#### Action item
In the data below, which lines hold "Screenplay"? Copy every one.
*** Data extract ***
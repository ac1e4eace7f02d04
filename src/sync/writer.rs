//! Atomic artifact writes and content hashing.

use std::io::Write;
use std::path::Path;

use sha2::{Digest, Sha256};
use tempfile::NamedTempFile;

use crate::{AppError, Result};

/// Lowercase hex SHA-256 of `bytes`.
#[must_use]
pub fn sha256_hex(bytes: &[u8]) -> String {
    format!("{:x}", Sha256::digest(bytes))
}

/// Hash of the file at `path`, or `None` if it cannot be read.
#[must_use]
pub fn local_hash(path: &Path) -> Option<String> {
    std::fs::read(path).ok().map(|bytes| sha256_hex(&bytes))
}

/// Write `content` to `target` through a temporary file in the same
/// directory, creating parent directories as needed.
///
/// Readers see either the old content or the new content, never a mix.
///
/// # Errors
///
/// Returns `AppError::Sync` on directory creation, write, or rename failure.
pub fn write_atomic(target: &Path, content: &[u8]) -> Result<()> {
    let parent = target
        .parent()
        .ok_or_else(|| AppError::Sync(format!("{} has no parent directory", target.display())))?;

    std::fs::create_dir_all(parent).map_err(|err| {
        AppError::Sync(format!(
            "failed to create parent directories for {}: {err}",
            target.display()
        ))
    })?;

    let mut tmp = NamedTempFile::new_in(parent)
        .map_err(|err| AppError::Sync(format!("failed to create temporary file: {err}")))?;
    tmp.write_all(content)
        .map_err(|err| AppError::Sync(format!("failed to write temporary file: {err}")))?;

    tmp.persist(target).map_err(|err| {
        AppError::Sync(format!("failed to persist {}: {err}", target.display()))
    })?;
    Ok(())
}
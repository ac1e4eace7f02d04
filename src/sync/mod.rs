//! Artifact synchronization.
//!
//! A sync pulls a worker's declared file set from an [`ArtifactSource`],
//! writes the files whose local content hash differs from the declared
//! hash, and then brings the worker up to date: a registered worker is
//! restarted only when at least one file was written, and a worker that
//! was not registered yet is discovered and started.

pub mod path_safety;
pub mod writer;

use std::path::{Path, PathBuf};
use std::sync::Arc;

use tracing::{debug, info, info_span, Instrument};

use crate::control::ArtifactSource;
use crate::models::artifact::ArtifactFile;
use crate::supervisor::Supervisor;
use crate::{AppError, Result};

/// What a sync did to the worker process.
#[derive(Debug, Clone, Copy, PartialEq, Eq)]
pub enum SyncAction {
    /// Registered worker restarted because files changed.
    Restarted,
    /// Previously unregistered worker discovered and started.
    Started,
    /// Registered worker left alone; nothing changed on disk.
    Unchanged,
    /// Files were written but no entry point exists, so nothing runs.
    NotStartable,
}

/// Result of one sync.
#[derive(Debug, Clone, PartialEq, Eq)]
pub struct SyncReport {
    /// Worker the files belong to.
    pub worker: String,
    /// Files written by this sync.
    pub written: Vec<PathBuf>,
    /// Files whose local content already matched.
    pub unchanged: usize,
    /// Effect on the worker process.
    pub action: SyncAction,
}

/// Reconciles local worker directories with the control plane.
pub struct ArtifactSynchronizer {
    source: Arc<dyn ArtifactSource>,
    supervisor: Arc<Supervisor>,
}

impl ArtifactSynchronizer {
    /// Create a synchronizer that writes below the supervisor's workers root.
    #[must_use]
    pub fn new(source: Arc<dyn ArtifactSource>, supervisor: Arc<Supervisor>) -> Self {
        Self { source, supervisor }
    }

    /// Synchronize the worker with control-plane id `bot_id`.
    ///
    /// # Errors
    ///
    /// Returns the fetch error, `AppError::Sync` for an empty file set or a
    /// failed write, `AppError::PathViolation` for names escaping the
    /// worker directory, and the restart or start error of the worker.
    /// Files written before a failure stay written.
    pub async fn sync(&self, bot_id: &str) -> Result<SyncReport> {
        let span = info_span!("artifact_sync", bot_id);
        self.sync_inner(bot_id).instrument(span).await
    }

    async fn sync_inner(&self, bot_id: &str) -> Result<SyncReport> {
        let bundle = self.source.fetch(bot_id).await?;
        let worker = bundle.bot.name;
        path_safety::validate_worker_name(&worker)?;
        if bundle.files.is_empty() {
            return Err(AppError::Sync(format!("no files declared for {worker}")));
        }

        let dir = self.supervisor.settings().workers_root.join(&worker);
        let files = bundle.files;
        let (written, unchanged) = tokio::task::spawn_blocking(move || reconcile(&dir, &files))
            .await
            .map_err(|err| AppError::Sync(format!("file reconciliation task failed: {err}")))??;

        info!(
            worker = %worker,
            written = written.len(),
            unchanged,
            "artifact files reconciled"
        );

        let action = if self.supervisor.contains(&worker).await {
            if written.is_empty() {
                debug!(worker = %worker, "no file changed; restart skipped");
                SyncAction::Unchanged
            } else {
                self.supervisor.restart(&worker).await?;
                SyncAction::Restarted
            }
        } else {
            self.supervisor.discover().await?;
            if self.supervisor.contains(&worker).await {
                self.supervisor.start(&worker).await?;
                SyncAction::Started
            } else {
                info!(worker = %worker, "synced worker has no entry point yet");
                SyncAction::NotStartable
            }
        };

        Ok(SyncReport {
            worker,
            written,
            unchanged,
            action,
        })
    }
}

/// Write every file whose local hash differs from its declared hash.
///
/// A file without a declared hash is compared against the hash of its
/// supplied content. Returns the written paths and the unchanged count.
fn reconcile(dir: &Path, files: &[ArtifactFile]) -> Result<(Vec<PathBuf>, usize)> {
    std::fs::create_dir_all(dir).map_err(|err| {
        AppError::Sync(format!("failed to create {}: {err}", dir.display()))
    })?;

    let mut written = Vec::new();
    let mut unchanged = 0;
    for file in files {
        let target = path_safety::resolve_in(dir, &file.file_name)?;
        let expected = file
            .file_hash
            .clone()
            .unwrap_or_else(|| writer::sha256_hex(file.file_content.as_bytes()));

        match writer::local_hash(&target) {
            Some(local) if local.eq_ignore_ascii_case(expected.trim()) => {
                debug!(file = %file.file_name, "file unchanged");
                unchanged += 1;
            }
            _ => {
                writer::write_atomic(&target, file.file_content.as_bytes())?;
                info!(file = %file.file_name, "file updated");
                written.push(target);
            }
        }
    }
    Ok((written, unchanged))
}
use std::time::Duration;

use bot_supervisor::control::protocol::{self, Packet};
use serde_json::json;

#[test]
fn decodes_engine_open_handshake() {
    let packet = protocol::decode(r#"0{"sid":"abc","upgrades":[],"pingInterval":25000,"pingTimeout":5000}"#)
        .expect("valid open");

    let Packet::Open(handshake) = packet else {
        panic!("expected open packet, got {packet:?}");
    };
    assert_eq!(handshake.sid, "abc");
    assert_eq!(handshake.liveness_window(), Duration::from_millis(30_000));
}

#[test]
fn decodes_engine_control_packets() {
    assert_eq!(protocol::decode("1").unwrap(), Packet::Close);
    assert_eq!(protocol::decode("2").unwrap(), Packet::Ping);
    assert_eq!(protocol::decode("3").unwrap(), Packet::Pong);
    assert_eq!(protocol::decode("6").unwrap(), Packet::Ignored);
}

#[test]
fn decodes_socket_connect_and_disconnect() {
    assert_eq!(protocol::decode(r#"40{"sid":"xyz"}"#).unwrap(), Packet::Connected);
    assert_eq!(protocol::decode("40").unwrap(), Packet::Connected);
    assert_eq!(protocol::decode("41").unwrap(), Packet::Disconnected);
    assert!(matches!(
        protocol::decode(r#"44{"message":"denied"}"#).unwrap(),
        Packet::ConnectError(_)
    ));
}

#[test]
fn decodes_event_with_payload() {
    let packet = protocol::decode(r#"42["botControl",{"botName":"echo","action":"stop"}]"#)
        .expect("valid event");

    assert_eq!(
        packet,
        Packet::Event {
            name: "botControl".into(),
            payload: json!({ "botName": "echo", "action": "stop" }),
        }
    );
}

#[test]
fn decodes_event_with_namespace_and_ack_id() {
    let packet = protocol::decode(r#"42/admin,7["fileUpdate",{"botId":3}]"#).expect("valid event");

    assert_eq!(
        packet,
        Packet::Event {
            name: "fileUpdate".into(),
            payload: json!({ "botId": 3 }),
        }
    );
}

#[test]
fn event_without_argument_has_null_payload() {
    let packet = protocol::decode(r#"42["ping_check"]"#).expect("valid event");

    assert_eq!(
        packet,
        Packet::Event {
            name: "ping_check".into(),
            payload: serde_json::Value::Null,
        }
    );
}

#[test]
fn rejects_empty_and_malformed_frames() {
    assert!(protocol::decode("").is_err());
    assert!(protocol::decode("42[not json").is_err());
    assert!(protocol::decode("42[12]").is_err());
    assert!(protocol::decode("0{broken").is_err());
}

#[test]
fn encodes_events_for_default_namespace() {
    let frame = protocol::encode_event("register", &json!({ "type": "raspberry", "name": "pi" }));

    assert!(frame.starts_with(r#"42["register",{"#));
    assert_eq!(
        protocol::decode(&frame).unwrap(),
        Packet::Event {
            name: "register".into(),
            payload: json!({ "type": "raspberry", "name": "pi" }),
        }
    );
}

#[test]
fn channel_url_maps_scheme_and_path() {
    assert_eq!(
        protocol::channel_url("http://localhost:3001").unwrap(),
        "ws://localhost:3001/socket.io/?EIO=4&transport=websocket"
    );
    assert_eq!(
        protocol::channel_url("https://control.example.com/base/").unwrap(),
        "wss://control.example.com/base/socket.io/?EIO=4&transport=websocket"
    );
    assert!(protocol::channel_url("ftp://example.com").is_err());
    assert!(protocol::channel_url("nonsense").is_err());
}
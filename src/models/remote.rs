//! Records returned by the control-plane HTTP API to the CLI.

use serde::{Deserialize, Serialize};
use serde_json::Value;

/// One entry of `GET /api/bots`.
#[derive(Debug, Clone, Serialize, Deserialize, PartialEq)]
pub struct BotRecord {
    /// Control-plane identifier (numeric in practice).
    pub id: Value,
    /// Worker name.
    pub name: String,
    /// Last reported status.
    #[serde(default)]
    pub status: Option<String>,
    /// Timestamp of the last ping, if any.
    #[serde(default)]
    pub last_ping: Option<String>,
    /// Process id, when known upstream.
    #[serde(default)]
    pub pid: Option<Value>,
    /// Declared entry-point file.
    #[serde(default)]
    pub main_file: Option<String>,
    /// Creation timestamp.
    #[serde(default)]
    pub created_at: Option<String>,
    /// Free-form description.
    #[serde(default)]
    pub description: Option<String>,
}

impl BotRecord {
    /// Identifier rendered for URL paths (`42`, not `"42"`).
    #[must_use]
    pub fn id_segment(&self) -> String {
        match &self.id {
            Value::String(s) => s.clone(),
            other => other.to_string(),
        }
    }
}

/// Response body of `POST /api/bot/{id}/control`.
#[derive(Debug, Clone, Default, Serialize, Deserialize, PartialEq, Eq)]
pub struct ControlReply {
    /// Whether the control plane accepted the command.
    #[serde(default)]
    pub success: bool,
    /// Human-readable confirmation.
    #[serde(default)]
    pub message: Option<String>,
    /// Error text on failure.
    #[serde(default)]
    pub error: Option<String>,
}
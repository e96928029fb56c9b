//! Mapping provider responses onto [`MetadataDetail`].

use super::provider::{Credits, MovieDetail, Named, SeasonSummary, TvDetail};
use crate::record::{Actor, MetadataDetail, Rating, TMDB_ID_KEY};

/// Season names that already mean "season one" and get no numeric suffix.
const SEASON_ONE_ALIASES: &[&str] = &[
    "第一部",
    "第1部",
    "第 1 部",
    "第一季",
    "第1季",
    "第 1 季",
    "SEASON ONE",
    "SEASON1",
    "SEASON 1",
];

fn names(entries: &[Named]) -> Vec<String> {
    entries
        .iter()
        .map(|e| e.name.trim())
        .filter(|n| !n.is_empty())
        .map(str::to_string)
        .collect()
}

fn insert_id(detail: &mut MetadataDetail, provider: &str, id: Option<String>) {
    if let Some(id) = id.filter(|id| !id.is_empty()) {
        detail.unique_ids.insert(provider.to_string(), id);
    }
}

pub fn apply_movie_detail(detail: &mut MetadataDetail, movie: &MovieDetail) {
    detail.title = movie.title.clone();
    detail.original_title = movie.original_title.clone();
    detail.rating = Rating {
        score: movie.vote_average,
        votes: movie.vote_count,
    };
    detail.plot = movie.overview.clone();
    detail.premiered = movie.release_date.clone();
    detail.genres = names(&movie.genres);
    detail.countries = names(&movie.production_countries);
    detail.studios = names(&movie.production_companies);

    detail.unique_ids.clear();
    detail.unique_ids.insert(TMDB_ID_KEY.to_string(), movie.id.to_string());
    insert_id(detail, "imdb", movie.imdb_id.clone());
}

/// Cast from the acting department, writers and the director.
///
/// `thumb_url` turns a profile path fragment into an absolute URL.
pub fn apply_credits(
    detail: &mut MetadataDetail,
    credits: &Credits,
    thumb_url: impl Fn(&str) -> String,
) {
    detail.actors = credits
        .cast
        .iter()
        .filter(|c| c.known_for_department == "Acting")
        .map(|c| Actor {
            name: c.name.clone(),
            role: c.character.clone(),
            order: c.order,
            thumb: c
                .profile_path
                .as_deref()
                .filter(|p| !p.is_empty())
                .map(&thumb_url)
                .unwrap_or_default(),
        })
        .collect();

    detail.credits = credits
        .crew
        .iter()
        .filter(|c| matches!(c.job.as_str(), "Writer" | "Screenplay"))
        .map(|c| c.name.clone())
        .collect();

    if let Some(director) = credits.crew.iter().find(|c| c.job == "Director") {
        detail.director = director.name.clone();
    }
}

pub fn is_season_one_alias(name: &str) -> bool {
    let name = name.trim();
    SEASON_ONE_ALIASES
        .iter()
        .any(|alias| alias.eq_ignore_ascii_case(name))
}

pub fn select_season(tv: &TvDetail, season_number: u32) -> Option<&SeasonSummary> {
    tv.seasons.iter().find(|s| s.season_number == season_number)
}

/// Show title for one season: the bare show name for season one, otherwise
/// the show name followed by the season number.
pub fn season_title(show_name: &str, season: &SeasonSummary) -> String {
    if season.season_number == 1 || is_season_one_alias(&season.name) {
        show_name.to_string()
    } else {
        format!("{show_name} {}", season.season_number)
    }
}

pub fn is_ended_status(status: &str) -> bool {
    matches!(status, "Ended" | "Canceled")
}

/// Apply show-level detail narrowed to one season.
pub fn apply_tv_detail(detail: &mut MetadataDetail, tv: &TvDetail, season: &SeasonSummary) {
    detail.title = season_title(&tv.name, season);
    detail.original_title = tv.original_name.clone();
    detail.rating = Rating {
        score: tv.vote_average,
        votes: tv.vote_count,
    };
    detail.plot = if season.overview.trim().is_empty() {
        tv.overview.clone()
    } else {
        season.overview.clone()
    };
    detail.premiered = tv.first_air_date.clone();
    detail.genres = names(&tv.genres);
    detail.countries = names(&tv.production_countries);
    detail.studios = names(&tv.production_companies);
    detail.season_number = season.season_number;
    detail.is_ended = is_ended_status(&tv.status);

    detail.unique_ids.clear();
    detail.unique_ids.insert(TMDB_ID_KEY.to_string(), tv.id.to_string());
    if let Some(ext) = &tv.external_ids {
        insert_id(detail, "imdb", ext.imdb_id.clone());
        insert_id(detail, "tvdb", ext.tvdb_id.map(|id| id.to_string()));
    }
}

/// Season poster if the season has one, else the show poster.
pub fn season_poster(tv: &TvDetail, season: &SeasonSummary) -> Option<String> {
    season
        .poster_path
        .clone()
        .filter(|p| !p.is_empty())
        .or_else(|| tv.poster_path.clone().filter(|p| !p.is_empty()))
}

#[cfg(test)]
mod tests {
    use super::*;
    use crate::metadata::provider::{CastMember, CrewMember, ExternalIds};

    fn season(number: u32, name: &str, overview: &str) -> SeasonSummary {
        SeasonSummary {
            season_number: number,
            name: name.into(),
            overview: overview.into(),
            poster_path: None,
        }
    }

    fn show() -> TvDetail {
        TvDetail {
            id: 1399,
            name: "权力的游戏".into(),
            original_name: "Game of Thrones".into(),
            overview: "Show overview".into(),
            status: "Ended".into(),
            poster_path: Some("/show.jpg".into()),
            external_ids: Some(ExternalIds {
                imdb_id: Some("tt0944947".into()),
                tvdb_id: Some(121361),
            }),
            seasons: vec![season(1, "第一季", ""), season(2, "Season 2", "Season overview")],
            ..Default::default()
        }
    }

    #[test]
    fn test_season_title_numbering() {
        assert_eq!(season_title("Dark", &season(1, "Staffel 1", "")), "Dark");
        assert_eq!(season_title("Dark", &season(3, "Season One", "")), "Dark");
        assert_eq!(season_title("Dark", &season(0, "第 1 部", "")), "Dark");
        assert_eq!(season_title("Dark", &season(2, "Staffel 2", "")), "Dark 2");
    }

    #[test]
    fn test_tv_detail_season_fallbacks() {
        let tv = show();
        let mut detail = MetadataDetail::default();

        apply_tv_detail(&mut detail, &tv, &tv.seasons[0]);
        assert_eq!(detail.title, "权力的游戏");
        assert_eq!(detail.plot, "Show overview");
        assert!(detail.is_ended);
        assert_eq!(detail.unique_ids.get("tvdb").map(String::as_str), Some("121361"));
        assert_eq!(detail.unique_ids.get("tmdb").map(String::as_str), Some("1399"));

        apply_tv_detail(&mut detail, &tv, &tv.seasons[1]);
        assert_eq!(detail.title, "权力的游戏 2");
        assert_eq!(detail.plot, "Season overview");
        assert_eq!(detail.season_number, 2);
    }

    #[test]
    fn test_detail_replaces_previous_ids() {
        let mut detail = MetadataDetail::default();
        detail.unique_ids.insert("imdb".into(), "tt0133093".into());
        detail.unique_ids.insert(TMDB_ID_KEY.into(), "603".into());

        let movie = MovieDetail {
            id: 999,
            imdb_id: None,
            ..Default::default()
        };
        apply_movie_detail(&mut detail, &movie);
        assert_eq!(detail.unique_ids.len(), 1);
        assert_eq!(detail.unique_ids.get(TMDB_ID_KEY).map(String::as_str), Some("999"));

        let mut tv = show();
        tv.external_ids = None;
        detail.unique_ids.insert("tvdb".into(), "1".into());
        apply_tv_detail(&mut detail, &tv, &tv.seasons[0]);
        assert_eq!(detail.unique_ids.len(), 1);
        assert_eq!(detail.unique_ids.get(TMDB_ID_KEY).map(String::as_str), Some("1399"));
    }

    #[test]
    fn test_season_poster_preference() {
        let mut tv = show();
        assert_eq!(season_poster(&tv, &tv.seasons[0]).as_deref(), Some("/show.jpg"));

        tv.seasons[0].poster_path = Some("/season.jpg".into());
        assert_eq!(season_poster(&tv, &tv.seasons[0]).as_deref(), Some("/season.jpg"));
        assert!(select_season(&tv, 5).is_none());
    }

    #[test]
    fn test_credits_filtering() {
        let credits = Credits {
            cast: vec![
                CastMember {
                    name: "Keanu Reeves".into(),
                    character: "Neo".into(),
                    order: 0,
                    known_for_department: "Acting".into(),
                    profile_path: Some("/keanu.jpg".into()),
                },
                CastMember {
                    name: "Stunt Double".into(),
                    known_for_department: "Crew".into(),
                    order: 1,
                    ..Default::default()
                },
            ],
            crew: vec![
                CrewMember { name: "Lilly".into(), job: "Screenplay".into() },
                CrewMember { name: "Lana".into(), job: "Director".into() },
                CrewMember { name: "Bill".into(), job: "Producer".into() },
            ],
        };

        let mut detail = MetadataDetail::default();
        apply_credits(&mut detail, &credits, |p| format!("https://img/original{p}"));

        assert_eq!(detail.actors.len(), 1);
        assert_eq!(detail.actors[0].thumb, "https://img/original/keanu.jpg");
        assert_eq!(detail.credits, vec!["Lilly"]);
        assert_eq!(detail.director, "Lana");
    }

    #[test]
    fn test_ended_statuses() {
        assert!(is_ended_status("Ended"));
        assert!(is_ended_status("Canceled"));
        assert!(!is_ended_status("Returning Series"));
    }
}
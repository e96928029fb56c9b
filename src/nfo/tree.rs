use super::NfoError;
use quick_xml::events::{BytesStart, Event};
use quick_xml::Reader;

/// A parsed XML element with its text and child elements.
#[derive(Debug, Clone, Default, PartialEq, Eq)]
pub struct XmlElement {
    pub name: String,
    pub attributes: Vec<(String, String)>,
    pub text: String,
    pub children: Vec<XmlElement>,
}

impl XmlElement {
    /// Parse a whole document and return its root element.
    pub fn parse(xml: &str) -> Result<Self, NfoError> {
        let mut reader = Reader::from_str(xml);
        reader.config_mut().trim_text(true);

        let mut stack: Vec<XmlElement> = Vec::new();
        let mut root: Option<XmlElement> = None;

        loop {
            match reader.read_event()? {
                Event::Start(e) => stack.push(Self::from_start(&e)?),
                Event::Empty(e) => {
                    let element = Self::from_start(&e)?;
                    attach(&mut stack, &mut root, element)?;
                }
                Event::Text(t) => {
                    if let Some(top) = stack.last_mut() {
                        top.text.push_str(&t.unescape()?);
                    }
                }
                Event::CData(c) => {
                    if let Some(top) = stack.last_mut() {
                        top.text.push_str(&String::from_utf8_lossy(&c.into_inner()));
                    }
                }
                Event::End(_) => {
                    if let Some(element) = stack.pop() {
                        attach(&mut stack, &mut root, element)?;
                    }
                }
                Event::Eof => break,
                _ => {}
            }
        }

        if let Some(open) = stack.pop() {
            return Err(NfoError::Unclosed(open.name));
        }
        root.ok_or(NfoError::Empty)
    }

    fn from_start(e: &BytesStart<'_>) -> Result<Self, NfoError> {
        let name = String::from_utf8_lossy(e.name().as_ref()).into_owned();
        let mut attributes = Vec::new();
        for attr in e.attributes().flatten() {
            let key = String::from_utf8_lossy(attr.key.as_ref()).into_owned();
            let value = attr.unescape_value()?.into_owned();
            attributes.push((key, value));
        }
        Ok(Self {
            name,
            attributes,
            ..Default::default()
        })
    }

    pub fn attr(&self, name: &str) -> Option<&str> {
        self.attributes
            .iter()
            .find(|(k, _)| k == name)
            .map(|(_, v)| v.as_str())
    }

    pub fn child(&self, name: &str) -> Option<&XmlElement> {
        self.children.iter().find(|c| c.name == name)
    }

    pub fn children_named<'a>(&'a self, name: &'a str) -> impl Iterator<Item = &'a XmlElement> {
        self.children.iter().filter(move |c| c.name == name)
    }

    /// Text of the first child called `name`.
    pub fn child_text(&self, name: &str) -> Option<&str> {
        self.child(name).map(|c| c.text.as_str())
    }

    /// Follow a `/`-separated path of child names.
    pub fn find(&self, path: &str) -> Option<&XmlElement> {
        path.split('/')
            .filter(|p| !p.is_empty())
            .try_fold(self, |node, part| node.child(part))
    }
}

fn attach(
    stack: &mut [XmlElement],
    root: &mut Option<XmlElement>,
    element: XmlElement,
) -> Result<(), NfoError> {
    match stack.last_mut() {
        Some(parent) => parent.children.push(element),
        None if root.is_some() => return Err(NfoError::ExtraRoot(element.name)),
        None => *root = Some(element),
    }
    Ok(())
}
***
#### Output for this task
        .filter(|c| matches!(c.job.as_str(), "Writer" | "Screenplay"))
                CrewMember { name: "Lilly".into(), job: "Screenplay".into() },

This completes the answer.